Isaac Schwartz was an outstanding composer, who made a great contribution to the Soviet and Russian cinema and theatre. He is the author of several symphonies, ballets, and music for some dozens of stage plays and 110 films.
Isaac Josephovich Schwarts was born on 13 May 1923 in the city of Romny, Chernigov Region, Ukraine, and grew up in an intelligent and well-educated family. In 1930 the family moved to Leningrad (St. Petersburg), where the boy started playing grand piano in a music school. At the age of 12 Isaac already took part in a youth concert in the Leningrad Philharmonic Hall.
In December 1936 Isaac’s father, philologist Joseph Evseyevich Schwartz (1889—1938), who had suffered infarction shortly before, was arrested by NKVD (People's Commissariat for Internal Affairs), accused of counterrevolutionary activities and then executed in a prison camp. In summer 1937 the Schwartz family was exiled from Leningrad to Kirgizia. Isaac’s mother got employed at a clothes factory, and the 14-year old Isaac started teaching private piano lessons to children of local officials.

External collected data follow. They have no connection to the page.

// crates/eshop-core/src/seed/orchestrator.rs

use std::collections::BTreeMap;
use std::fmt;
use std::sync::Arc;
use std::time::Instant;

use chrono::{DateTime, Utc};
use serde::Serialize;
use tracing::{debug, error, info, info_span, Instrument};
use uuid::Uuid;

use super::context::SeederContext;
use super::plan::SeedPlan;
use super::properties::SeedProperties;
use super::providers::Providers;
use super::seeders::{default_seeders, Seeder};
use super::validation::SeedPropertiesValidator;
use crate::config::Settings;
use crate::db::{EntityKind, SeedStore, SeedTransaction};
use crate::error::{Result, SeedError, SeedPhase};

#[derive(Debug, Clone, Copy, PartialEq, Eq, Serialize)]
#[serde(rename_all = "snake_case")]
pub enum OrchestratorState {
    NotStarted,
    ValidatingEnvironment,
    ValidatingConfig,
    CheckingIdempotency,
    Skipped,
    Seeding,
    Succeeded,
    Failed,
}

/// Outcome of one seeding run.
#[derive(Debug, Clone, Serialize)]
pub struct SeedingResult {
    pub run_id: Uuid,
    pub successful: bool,
    pub skipped: bool,
    pub start_time: DateTime<Utc>,
    pub end_time: DateTime<Utc>,
    pub duration_ms: u64,
    /// Rows inserted, keyed by seeder name.
    pub seeder_counts: BTreeMap<String, usize>,
    pub failure_reason: Option<String>,
}

impl SeedingResult {
    fn skipped(run_id: Uuid, start_time: DateTime<Utc>) -> Self {
        Self {
            run_id,
            successful: true,
            skipped: true,
            start_time,
            end_time: start_time,
            duration_ms: 0,
            seeder_counts: BTreeMap::new(),
            failure_reason: None,
        }
    }

    fn finished(
        run_id: Uuid,
        start_time: DateTime<Utc>,
        started: Instant,
        seeder_counts: BTreeMap<String, usize>,
        failure: Option<&SeedError>,
    ) -> Self {
        Self {
            run_id,
            successful: failure.is_none(),
            skipped: false,
            start_time,
            end_time: Utc::now(),
            duration_ms: started.elapsed().as_millis() as u64,
            seeder_counts,
            failure_reason: failure.map(ToString::to_string),
        }
    }

    pub fn count_for(&self, seeder: &str) -> usize {
        self.seeder_counts.get(seeder).copied().unwrap_or(0)
    }

    pub fn users_seeded(&self) -> usize {
        self.count_for("UserSeeder")
    }

    pub fn categories_seeded(&self) -> usize {
        self.count_for("CategorySeeder")
    }

    pub fn products_seeded(&self) -> usize {
        self.count_for("ProductSeeder")
    }

    pub fn total_seeded(&self) -> usize {
        self.seeder_counts.values().sum()
    }
}

impl fmt::Display for SeedingResult {
    fn fmt(&self, f: &mut fmt::Formatter<'_>) -> fmt::Result {
        if self.skipped {
            return write!(f, "seeding run {} skipped: database already populated", self.run_id);
        }
        if let Some(reason) = &self.failure_reason {
            return write!(
                f,
                "seeding run {} failed after {} ms: {reason}",
                self.run_id, self.duration_ms
            );
        }
        write!(
            f,
            "seeding run {} succeeded in {} ms: {} rows",
            self.run_id,
            self.duration_ms,
            self.total_seeded()
        )?;
        for (seeder, count) in &self.seeder_counts {
            write!(f, ", {seeder}={count}")?;
        }
        Ok(())
    }
}

/// Runs the seeders against a store: environment guard, validation,
/// idempotency check, then every seeder inside one transaction.
pub struct SeedOrchestrator {
    store: Arc<dyn SeedStore>,
    settings: Settings,
    properties: Arc<SeedProperties>,
    seeders: Vec<Box<dyn Seeder>>,
    state: OrchestratorState,
}

impl SeedOrchestrator {
    pub fn new(
        store: Arc<dyn SeedStore>,
        settings: Settings,
        properties: Arc<SeedProperties>,
        seeders: Vec<Box<dyn Seeder>>,
    ) -> Self {
        Self {
            store,
            settings,
            properties,
            seeders,
            state: OrchestratorState::NotStarted,
        }
    }

    /// The standard seeders, reading from the data source in `settings`.
    pub fn with_default_seeders(
        store: Arc<dyn SeedStore>,
        settings: Settings,
        properties: Arc<SeedProperties>,
    ) -> Self {
        let providers = Providers::select(settings.data_source, properties.clone());
        let seeders = default_seeders(&settings, properties.clone(), &providers);
        Self::new(store, settings, properties, seeders)
    }

    pub fn state(&self) -> OrchestratorState {
        self.state
    }

    pub async fn orchestrate(&mut self) -> Result<SeedingResult> {
        let run_id = Uuid::new_v4();
        let span = info_span!("seed_run", %run_id);
        self.run(run_id).instrument(span).await
    }

    async fn run(&mut self, run_id: Uuid) -> Result<SeedingResult> {
        let start_time = Utc::now();
        let started = Instant::now();
        let state = &mut self.state;

        transition(state, OrchestratorState::ValidatingEnvironment);
        if !self.settings.seeding_allowed() {
            transition(state, OrchestratorState::Failed);
            let err = SeedError::Security {
                active: self.settings.active_profiles.clone(),
                allowed: self.settings.allowed_profiles.clone(),
            };
            error!(error = %err, "Refusing to seed");
            return Err(err);
        }

        transition(state, OrchestratorState::ValidatingConfig);
        let plan = match SeedPropertiesValidator
            .validate(&self.properties)
            .and_then(|_| SeedPlan::build(&self.seeders))
        {
            Ok(plan) => plan,
            Err(err) => {
                transition(state, OrchestratorState::Failed);
                error!(phase = %err.phase(), error = %err, "Seed configuration invalid");
                return Err(err);
            }
        };
        debug!(plan = ?plan.names(), "Seed plan built");

        transition(state, OrchestratorState::CheckingIdempotency);
        for kind in idempotency_anchor(plan.steps()) {
            let count = match self.store.count(kind).await {
                Ok(count) => count,
                Err(err) => {
                    transition(state, OrchestratorState::Failed);
                    return Err(err.into());
                }
            };
            if count > 0 {
                transition(state, OrchestratorState::Skipped);
                info!(%kind, count, "Database already populated, skipping seeding");
                return Ok(SeedingResult::skipped(run_id, start_time));
            }
        }

        transition(state, OrchestratorState::Seeding);
        info!(plan = ?plan.names(), "Starting database seeding");

        let mut tx = match self.store.begin().await {
            Ok(tx) => tx,
            Err(err) => {
                transition(state, OrchestratorState::Failed);
                return Err(err.into());
            }
        };

        let mut counts = BTreeMap::new();
        let outcome = execute(&plan, tx.as_mut(), &mut counts).await;

        match outcome {
            Ok(()) => {
                if let Err(err) = tx.commit().await {
                    transition(state, OrchestratorState::Failed);
                    return Err(err.into());
                }
                transition(state, OrchestratorState::Succeeded);
                let result = SeedingResult::finished(run_id, start_time, started, counts, None);
                info!(
                    duration_ms = result.duration_ms,
                    total = result.total_seeded(),
                    counts = ?result.seeder_counts,
                    "Database seeding completed"
                );
                Ok(result)
            }
            Err(err) => {
                transition(state, OrchestratorState::Failed);
                if let Err(rollback_err) = tx.rollback().await {
                    error!(error = %rollback_err, "Rollback after seeding failure failed");
                }
                let result = SeedingResult::finished(run_id, start_time, started, counts, Some(&err));
                error!(phase = %err.phase(), result = %result, "Database seeding failed, rolled back");
                Err(err)
            }
        }
    }
}

fn transition(state: &mut OrchestratorState, next: OrchestratorState) {
    debug!(from = ?*state, to = ?next, "Orchestrator state change");
    *state = next;
}

/// Kinds whose presence means the database was already seeded: users when a
/// seeder replaces them, otherwise every kind the plan replaces.
fn idempotency_anchor(steps: &[&dyn Seeder]) -> Vec<EntityKind> {
    let replaces_users = steps
        .iter()
        .any(|s| s.kind() == EntityKind::Users && s.replaces_existing());
    if replaces_users {
        return vec![EntityKind::Users];
    }
    steps
        .iter()
        .filter(|s| s.replaces_existing())
        .map(|s| s.kind())
        .collect()
}

async fn execute(
    plan: &SeedPlan<'_>,
    tx: &mut dyn SeedTransaction,
    counts: &mut BTreeMap<String, usize>,
) -> Result<()> {
    let mut context = SeederContext::new();

    for seeder in plan.steps() {
        let phase = SeedPhase::for_kind(seeder.kind());
        debug!(seeder = seeder.name(), "Cleaning up");
        seeder.cleanup(tx).await.map_err(|e| tag(e, phase))?;

        let seeded = seeder.seed(tx, &mut context).await.map_err(|e| tag(e, phase))?;
        context.mark_populated(seeder.kind());
        info!(seeder = seeder.name(), count = seeded.len(), "Seeder finished");
        counts.insert(seeder.name().to_string(), seeded.len());
    }

    Ok(())
}

/// Attaches the running phase to persistence errors a seeder did not tag.
fn tag(err: SeedError, phase: SeedPhase) -> SeedError {
    match err {
        SeedError::Repository(source) => SeedError::in_phase(phase, source),
        other => other,
    }
}
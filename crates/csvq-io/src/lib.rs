#![forbid(unsafe_code)]
//! csvq-io: the table reader and writers at the edge of the engine.
//!
//! Reading turns a delimited file into `Row`s (record 0 is the header; the
//! engine decides what that means). Writing takes a finished `Table` and
//! serializes it as delimited text or NDJSON.

pub mod error;
pub mod readers;
pub mod writers;

pub use error::{Error, Result};
pub use readers::csv::CsvReader;
pub use writers::csv::CsvWriter;
pub use writers::jsonl::JsonlWriter;
//! Equality joins.

pub mod merge;
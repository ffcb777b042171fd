use thiserror::Error;

/// Canonical result for core.
pub type Result<T> = std::result::Result<T, Error>;

#[derive(Debug, Error)]
pub enum Error {
    #[error("no data found in {name}")]
    EmptyData { name: String },

    #[error("column not found: {column}")]
    ColumnNotFound { column: String },

    #[error("requested {requested} rows but only {available} are available")]
    RowLimitExceeded { requested: usize, available: usize },

    #[error("no table loaded (a FROM step must come first)")]
    NoTableLoaded,

    // Rows are not width-checked on load; a short row surfaces here.
    #[error("row {row} has {width} fields, column index {index} is out of range")]
    ColumnOutOfRange {
        row: usize,
        index: usize,
        width: usize,
    },

    #[error("value '{value}' is not an integer in a numeric column")]
    InvalidNumber { value: String },

    #[error("invalid configuration: {0}")]
    Config(String),
}
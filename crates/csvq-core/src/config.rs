//! Engine configuration that downstream crates can serialize/deserialize.

use std::fmt;
use std::str::FromStr;

use serde::{Deserialize, Serialize};

use crate::error::{Error, Result};

/// How the final table is written.
#[derive(Debug, Clone, Copy, Default, PartialEq, Eq, Serialize, Deserialize)]
#[serde(rename_all = "lowercase")]
pub enum OutputFormat {
    #[default]
    Csv,
    Jsonl,
}

impl FromStr for OutputFormat {
    type Err = Error;

    fn from_str(s: &str) -> Result<Self> {
        match s.trim().to_ascii_lowercase().as_str() {
            "csv" => Ok(OutputFormat::Csv),
            "jsonl" | "ndjson" => Ok(OutputFormat::Jsonl),
            other => Err(Error::Config(format!("unknown output format '{other}'"))),
        }
    }
}

impl fmt::Display for OutputFormat {
    fn fmt(&self, f: &mut fmt::Formatter<'_>) -> fmt::Result {
        match self {
            OutputFormat::Csv => f.write_str("csv"),
            OutputFormat::Jsonl => f.write_str("jsonl"),
        }
    }
}

#[derive(Debug, Clone, PartialEq, Eq, Serialize, Deserialize)]
pub struct EngineConfig {
    /// Field delimiter for input files.
    pub delimiter: u8,

    /// Field delimiter for CSV output.
    pub output_delimiter: u8,

    /// Strip surrounding whitespace from every input field.
    pub trim_fields: bool,

    pub output_format: OutputFormat,
}

impl Default for EngineConfig {
    fn default() -> Self {
        Self {
            delimiter: b',',
            output_delimiter: b',',
            trim_fields: false,
            output_format: OutputFormat::Csv,
        }
    }
}

impl EngineConfig {
    /// Create a config from environment variables, falling back to defaults.
    ///
    /// Environment variables:
    /// - `CSVQ_DELIMITER`: input delimiter (single byte or `tab`/`comma`/`semicolon`/`pipe`)
    /// - `CSVQ_OUTPUT_DELIMITER`: output delimiter, same syntax
    /// - `CSVQ_TRIM`: `1`/`true` to trim input fields
    /// - `CSVQ_OUTPUT_FORMAT`: `csv` or `jsonl`
    pub fn from_env() -> Self {
        let mut cfg = Self::default();

        if let Ok(s) = std::env::var("CSVQ_DELIMITER") {
            if let Ok(d) = parse_delimiter(&s) {
                cfg.delimiter = d;
            }
        }

        if let Ok(s) = std::env::var("CSVQ_OUTPUT_DELIMITER") {
            if let Ok(d) = parse_delimiter(&s) {
                cfg.output_delimiter = d;
            }
        }

        if let Ok(s) = std::env::var("CSVQ_TRIM") {
            if let Some(v) = parse_flag(&s) {
                cfg.trim_fields = v;
            }
        }

        if let Ok(s) = std::env::var("CSVQ_OUTPUT_FORMAT") {
            if let Ok(v) = s.parse::<OutputFormat>() {
                cfg.output_format = v;
            }
        }

        cfg
    }
}

/// Parse a delimiter given either as a single ASCII character or by name.
pub fn parse_delimiter(s: &str) -> Result<u8> {
    match s {
        "tab" | "\\t" => return Ok(b'\t'),
        "comma" => return Ok(b','),
        "semicolon" => return Ok(b';'),
        "pipe" => return Ok(b'|'),
        _ => {}
    }
    match s.as_bytes() {
        [b] if b.is_ascii() && *b != b'\n' && *b != b'\r' => Ok(*b),
        _ => Err(Error::Config(format!(
            "delimiter must be a single ASCII character, got '{s}'"
        ))),
    }
}

fn parse_flag(s: &str) -> Option<bool> {
    match s.trim().to_ascii_lowercase().as_str() {
        "1" | "true" | "yes" | "on" => Some(true),
        "0" | "false" | "no" | "off" => Some(false),
        _ => None,
    }
}
use thiserror::Error;

pub type Result<T> = std::result::Result<T, PlanError>;

#[derive(Debug, Error)]
pub enum PlanError {
    #[error("missing {expected} after {command}")]
    MissingArgument {
        command: &'static str,
        expected: &'static str,
    },

    #[error("unknown command '{0}'")]
    UnknownCommand(String),

    #[error("malformed argument: {0}")]
    MalformedArgument(String),

    #[error("invalid pipeline: {0}")]
    Invalid(String),

    #[error("yaml error: {0}")]
    Yaml(#[from] serde_yaml::Error),
}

From1938 Isaac Schwartz took composition lessons from the outstanding teacher V.G. Ferre. In the later years of the exile he worked as a concertmaster in Kirgiz State Theatre. During the Great Patriotic War the musician headed the choir and orchestra of the Red Army Song and Dance Company of the Frunze military district.
In 1943 Isaac Schwartz got married and two years later, when the exile term was over, could return to Leningrad. With support of Dmitry Schostakovich he entered the Leningrad Conservatoire. After graduation, in 1954 Schwartz composed his Symphony F-Minor, which gained him first success. In 1955 Isaac Schwartz was admitted to the Composers’ Union of the USSR.
In the following years he composed a range of ballets, music for stage plays (The Idiot, Woe from Wit, and No Man is Wise at All Times staged by Tovstonogov, etc.) and feature films (altogether more than 110 movies). He composed soundtrack music for many of the favourite classics of Russian cinema, such as The Captivating Star of Happiness (1975), White Sun of the Desert (1970), The Straw Hat (1974), One Hundred Days After Childhood (1974), Melodies of a White Night (1978), and others.
Isaac Schwartz cooperated with many talented Russian film directors, such as Ivan Pyriev, Yuli Karasik, Mikhail Shveitser, Sergei Solovyov, Vladimir Motyl, Pyotr Todorovsky, etc.
Quite prolific was his creative alliance with Bulat Okudzhava. Together they created 32 songs, most of which turned to be popular cinema hits. Okudzhava highly estimated the composer’s rare gift of ‘extracting music from the very poem, that same, the only one possibly existing for each line’.
A master of all possible ways of composition technique, Isaac Schwartz gave priority to sincerity, simplicity and melodious naturalness in music. That was probably why lots of his works gained him all people’s love and glory.
In 2000 the composer again turned to the symphonic genre that initiated his musical fame. He composed the Concert for Orchestra Yellow Stars (aka Purimspiel in Ghetto) in seven parts. Isaac Schwartz dedicated his concert to the memory of the Swedish diplomat Raoul Wallenberg, who rescued tens of thousands of Jews from perishing during World War Two. The concert Yellow Stars is a lyrical hymn to courage, wisdom, dignity and the unity of people who managed to overcome the fear of death.
The composer lived and worked in the Siverski Settlement of the Leningrad Region. He died in sleep on 27 December 2009. Isaac Schwartz was laid to rest in the necropolis of Men of Letters at the Volkovskoe Cemetery, where the most notable figures of the national culture are buried.